-- To do --
Below are entries to return in full. Keep each one exact.
#### Working data ####
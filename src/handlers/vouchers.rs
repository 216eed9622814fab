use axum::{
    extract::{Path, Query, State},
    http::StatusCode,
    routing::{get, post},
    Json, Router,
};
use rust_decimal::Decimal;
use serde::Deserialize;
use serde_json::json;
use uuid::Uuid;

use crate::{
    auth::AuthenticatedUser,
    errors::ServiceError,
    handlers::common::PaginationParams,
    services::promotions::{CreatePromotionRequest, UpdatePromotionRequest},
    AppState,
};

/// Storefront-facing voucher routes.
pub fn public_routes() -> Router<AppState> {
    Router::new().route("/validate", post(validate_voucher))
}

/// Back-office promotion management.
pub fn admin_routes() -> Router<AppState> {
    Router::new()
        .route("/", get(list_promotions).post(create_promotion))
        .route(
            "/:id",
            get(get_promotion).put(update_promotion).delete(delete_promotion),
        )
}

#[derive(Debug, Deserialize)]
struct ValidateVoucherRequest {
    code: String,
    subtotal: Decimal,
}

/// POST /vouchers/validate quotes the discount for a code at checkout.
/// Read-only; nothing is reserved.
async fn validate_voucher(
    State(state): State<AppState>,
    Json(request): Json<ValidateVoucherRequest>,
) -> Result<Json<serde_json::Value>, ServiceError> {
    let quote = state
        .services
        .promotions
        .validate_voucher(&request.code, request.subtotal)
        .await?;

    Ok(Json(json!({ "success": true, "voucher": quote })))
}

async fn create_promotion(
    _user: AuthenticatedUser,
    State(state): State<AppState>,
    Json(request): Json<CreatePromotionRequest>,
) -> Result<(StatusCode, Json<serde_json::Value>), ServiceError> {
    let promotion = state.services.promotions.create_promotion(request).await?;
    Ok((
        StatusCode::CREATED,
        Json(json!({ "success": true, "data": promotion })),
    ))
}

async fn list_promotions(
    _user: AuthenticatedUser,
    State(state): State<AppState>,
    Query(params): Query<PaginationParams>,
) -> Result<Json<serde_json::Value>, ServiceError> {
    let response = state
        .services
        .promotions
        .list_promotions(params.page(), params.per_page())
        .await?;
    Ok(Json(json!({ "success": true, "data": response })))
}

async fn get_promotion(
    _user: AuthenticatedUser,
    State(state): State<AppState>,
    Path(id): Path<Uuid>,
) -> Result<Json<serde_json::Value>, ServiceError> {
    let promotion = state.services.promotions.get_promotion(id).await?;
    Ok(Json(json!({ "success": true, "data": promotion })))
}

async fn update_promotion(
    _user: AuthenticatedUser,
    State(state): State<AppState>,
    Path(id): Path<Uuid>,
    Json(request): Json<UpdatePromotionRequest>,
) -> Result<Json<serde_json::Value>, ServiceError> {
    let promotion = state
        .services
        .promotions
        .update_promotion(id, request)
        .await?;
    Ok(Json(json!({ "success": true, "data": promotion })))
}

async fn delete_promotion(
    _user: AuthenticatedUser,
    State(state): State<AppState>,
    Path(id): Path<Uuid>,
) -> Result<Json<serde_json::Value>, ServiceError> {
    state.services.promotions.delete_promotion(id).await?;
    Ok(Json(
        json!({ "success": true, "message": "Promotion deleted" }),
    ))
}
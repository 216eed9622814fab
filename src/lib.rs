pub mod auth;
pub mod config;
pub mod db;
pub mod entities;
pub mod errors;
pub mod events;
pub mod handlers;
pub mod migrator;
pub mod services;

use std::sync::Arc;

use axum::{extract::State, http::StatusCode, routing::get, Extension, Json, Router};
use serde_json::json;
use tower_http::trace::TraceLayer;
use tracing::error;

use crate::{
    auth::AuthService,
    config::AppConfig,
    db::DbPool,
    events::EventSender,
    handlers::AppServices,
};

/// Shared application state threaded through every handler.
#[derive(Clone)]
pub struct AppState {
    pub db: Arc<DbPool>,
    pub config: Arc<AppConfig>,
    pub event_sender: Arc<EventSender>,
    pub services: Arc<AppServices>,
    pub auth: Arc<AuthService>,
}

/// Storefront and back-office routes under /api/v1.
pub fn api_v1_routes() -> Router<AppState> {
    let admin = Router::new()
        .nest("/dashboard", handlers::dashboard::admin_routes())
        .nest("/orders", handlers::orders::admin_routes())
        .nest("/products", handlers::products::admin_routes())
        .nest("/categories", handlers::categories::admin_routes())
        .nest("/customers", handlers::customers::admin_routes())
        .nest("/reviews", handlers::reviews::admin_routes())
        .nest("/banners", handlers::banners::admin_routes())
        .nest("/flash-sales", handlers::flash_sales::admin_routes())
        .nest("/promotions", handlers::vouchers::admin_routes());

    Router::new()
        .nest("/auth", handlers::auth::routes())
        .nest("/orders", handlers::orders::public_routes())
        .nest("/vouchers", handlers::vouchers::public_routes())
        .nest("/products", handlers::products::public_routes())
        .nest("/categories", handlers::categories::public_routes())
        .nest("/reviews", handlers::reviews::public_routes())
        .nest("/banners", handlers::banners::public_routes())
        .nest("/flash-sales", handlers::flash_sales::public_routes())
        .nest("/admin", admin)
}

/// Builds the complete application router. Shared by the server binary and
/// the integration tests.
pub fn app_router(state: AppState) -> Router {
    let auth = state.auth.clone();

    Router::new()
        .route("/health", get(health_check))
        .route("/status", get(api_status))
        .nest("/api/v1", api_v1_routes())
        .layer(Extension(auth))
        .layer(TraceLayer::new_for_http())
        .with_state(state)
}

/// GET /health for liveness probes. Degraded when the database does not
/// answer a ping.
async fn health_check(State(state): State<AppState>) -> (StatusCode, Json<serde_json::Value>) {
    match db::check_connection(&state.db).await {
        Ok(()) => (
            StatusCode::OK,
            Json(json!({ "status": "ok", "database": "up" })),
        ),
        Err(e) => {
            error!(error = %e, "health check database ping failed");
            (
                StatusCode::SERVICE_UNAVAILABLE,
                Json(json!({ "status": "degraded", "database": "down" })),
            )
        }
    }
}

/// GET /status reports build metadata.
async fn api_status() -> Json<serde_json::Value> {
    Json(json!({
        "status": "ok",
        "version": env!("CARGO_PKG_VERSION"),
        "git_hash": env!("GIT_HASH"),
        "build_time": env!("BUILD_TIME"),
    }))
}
####
-- Solution to the exercise --
filename src/handlers/vouchers.rs
repository 216eed9622814fab
use axum::{
    extract::{Path, Query, State},
    http::StatusCode,
    routing::{get, post},
    Json, Router,
};
use rust_decimal::Decimal;
use serde::Deserialize;
use serde_json::json;
use uuid::Uuid;

use crate::{
    auth::AuthenticatedUser,
    errors::ServiceError,
    handlers::common::PaginationParams,
    services::promotions::{CreatePromotionRequest, UpdatePromotionRequest},
    AppState,
};

/// Storefront-facing voucher routes.
pub fn public_routes() -> Router<AppState> {
    Router::new().route("/validate", post(validate_voucher))
}

/// Back-office promotion management.
pub fn admin_routes() -> Router<AppState> {
    Router::new()
        .route("/", get(list_promotions).post(create_promotion))
        .route(
            "/:id",
            get(get_promotion).put(update_promotion).delete(delete_promotion),
        )
}

#[derive(Debug, Deserialize)]
struct ValidateVoucherRequest {
    code: String,
    subtotal: Decimal,
}

/// POST /vouchers/validate quotes the discount for a code at checkout.
/// Read-only; nothing is reserved.
async fn validate_voucher(
    State(state): State<AppState>,
    Json(request): Json<ValidateVoucherRequest>,
) -> Result<Json<serde_json::Value>, ServiceError> {
    let quote = state
        .services
        .promotions
        .validate_voucher(&request.code, request.subtotal)
        .await?;

    Ok(Json(json!({ "success": true, "voucher": quote })))
}

async fn create_promotion(
    _user: AuthenticatedUser,
    State(state): State<AppState>,
    Json(request): Json<CreatePromotionRequest>,
) -> Result<(StatusCode, Json<serde_json::Value>), ServiceError> {
    let promotion = state.services.promotions.create_promotion(request).await?;
    Ok((
        StatusCode::CREATED,
        Json(json!({ "success": true, "data": promotion })),
    ))
}

async fn list_promotions(
    _user: AuthenticatedUser,
    State(state): State<AppState>,
    Query(params): Query<PaginationParams>,
) -> Result<Json<serde_json::Value>, ServiceError> {
    let response = state
        .services
        .promotions
        .list_promotions(params.page(), params.per_page())
        .await?;
    Ok(Json(json!({ "success": true, "data": response })))
}

async fn get_promotion(
    _user: AuthenticatedUser,
    State(state): State<AppState>,
    Path(id): Path<Uuid>,
) -> Result<Json<serde_json::Value>, ServiceError> {
    let promotion = state.services.promotions.get_promotion(id).await?;
    Ok(Json(json!({ "success": true, "data": promotion })))
}

async fn update_promotion(
    _user: AuthenticatedUser,
    State(state): State<AppState>,
    Path(id): Path<Uuid>,
    Json(request): Json<UpdatePromotionRequest>,
) -> Result<Json<serde_json::Value>, ServiceError> {
    let promotion = state
        .services
        .promotions
        .update_promotion(id, request)
        .await?;
    Ok(Json(json!({ "success": true, "data": promotion })))
}

async fn delete_promotion(
    _user: AuthenticatedUser,
    State(state): State<AppState>,
    Path(id): Path<Uuid>,
) -> Result<Json<serde_json::Value>, ServiceError> {
    state.services.promotions.delete_promotion(id).await?;
    Ok(Json(
        json!({ "success": true, "message": "Promotion deleted" }),
    ))
}
repository 216eed9622814fab
filename src/lib.rs
pub mod auth;
pub mod config;
pub mod db;
pub mod entities;
pub mod errors;
pub mod events;
pub mod handlers;
pub mod migrator;
pub mod services;

use std::sync::Arc;

use axum::{extract::State, http::StatusCode, routing::get, Extension, Json, Router};
use serde_json::json;
use tower_http::trace::TraceLayer;
use tracing::error;

use crate::{
    auth::AuthService,
    config::AppConfig,
    db::DbPool,
    events::EventSender,
    handlers::AppServices,
};

/// Shared application state threaded through every handler.
#[derive(Clone)]
pub struct AppState {
    pub db: Arc<DbPool>,
    pub config: Arc<AppConfig>,
    pub event_sender: Arc<EventSender>,
    pub services: Arc<AppServices>,
    pub auth: Arc<AuthService>,
}

/// Storefront and back-office routes under /api/v1.
pub fn api_v1_routes() -> Router<AppState> {
    let admin = Router::new()
        .nest("/dashboard", handlers::dashboard::admin_routes())
        .nest("/orders", handlers::orders::admin_routes())
        .nest("/products", handlers::products::admin_routes())
        .nest("/categories", handlers::categories::admin_routes())
        .nest("/customers", handlers::customers::admin_routes())
        .nest("/reviews", handlers::reviews::admin_routes())
        .nest("/banners", handlers::banners::admin_routes())
        .nest("/flash-sales", handlers::flash_sales::admin_routes())
        .nest("/promotions", handlers::vouchers::admin_routes());

    Router::new()
        .nest("/auth", handlers::auth::routes())
        .nest("/orders", handlers::orders::public_routes())
        .nest("/vouchers", handlers::vouchers::public_routes())
        .nest("/products", handlers::products::public_routes())
        .nest("/categories", handlers::categories::public_routes())
        .nest("/reviews", handlers::reviews::public_routes())
        .nest("/banners", handlers::banners::public_routes())
        .nest("/flash-sales", handlers::flash_sales::public_routes())
        .nest("/admin", admin)
}

/// Builds the complete application router. Shared by the server binary and
/// the integration tests.
pub fn app_router(state: AppState) -> Router {
    let auth = state.auth.clone();

    Router::new()
        .route("/health", get(health_check))
        .route("/status", get(api_status))
        .nest("/api/v1", api_v1_routes())
        .layer(Extension(auth))
        .layer(TraceLayer::new_for_http())
        .with_state(state)
}

/// GET /health for liveness probes. Degraded when the database does not
/// answer a ping.
async fn health_check(State(state): State<AppState>) -> (StatusCode, Json<serde_json::Value>) {
    match db::check_connection(&state.db).await {
        Ok(()) => (
            StatusCode::OK,
            Json(json!({ "status": "ok", "database": "up" })),
        ),
        Err(e) => {
            error!(error = %e, "health check database ping failed");
            (
                StatusCode::SERVICE_UNAVAILABLE,
                Json(json!({ "status": "degraded", "database": "down" })),
            )
        }
    }
}

/// GET /status reports build metadata.
async fn api_status() -> Json<serde_json::Value> {
    Json(json!({
        "status": "ok",
        "version": env!("CARGO_PKG_VERSION"),
        "git_hash": env!("GIT_HASH"),
        "build_time": env!("BUILD_TIME"),
    }))
}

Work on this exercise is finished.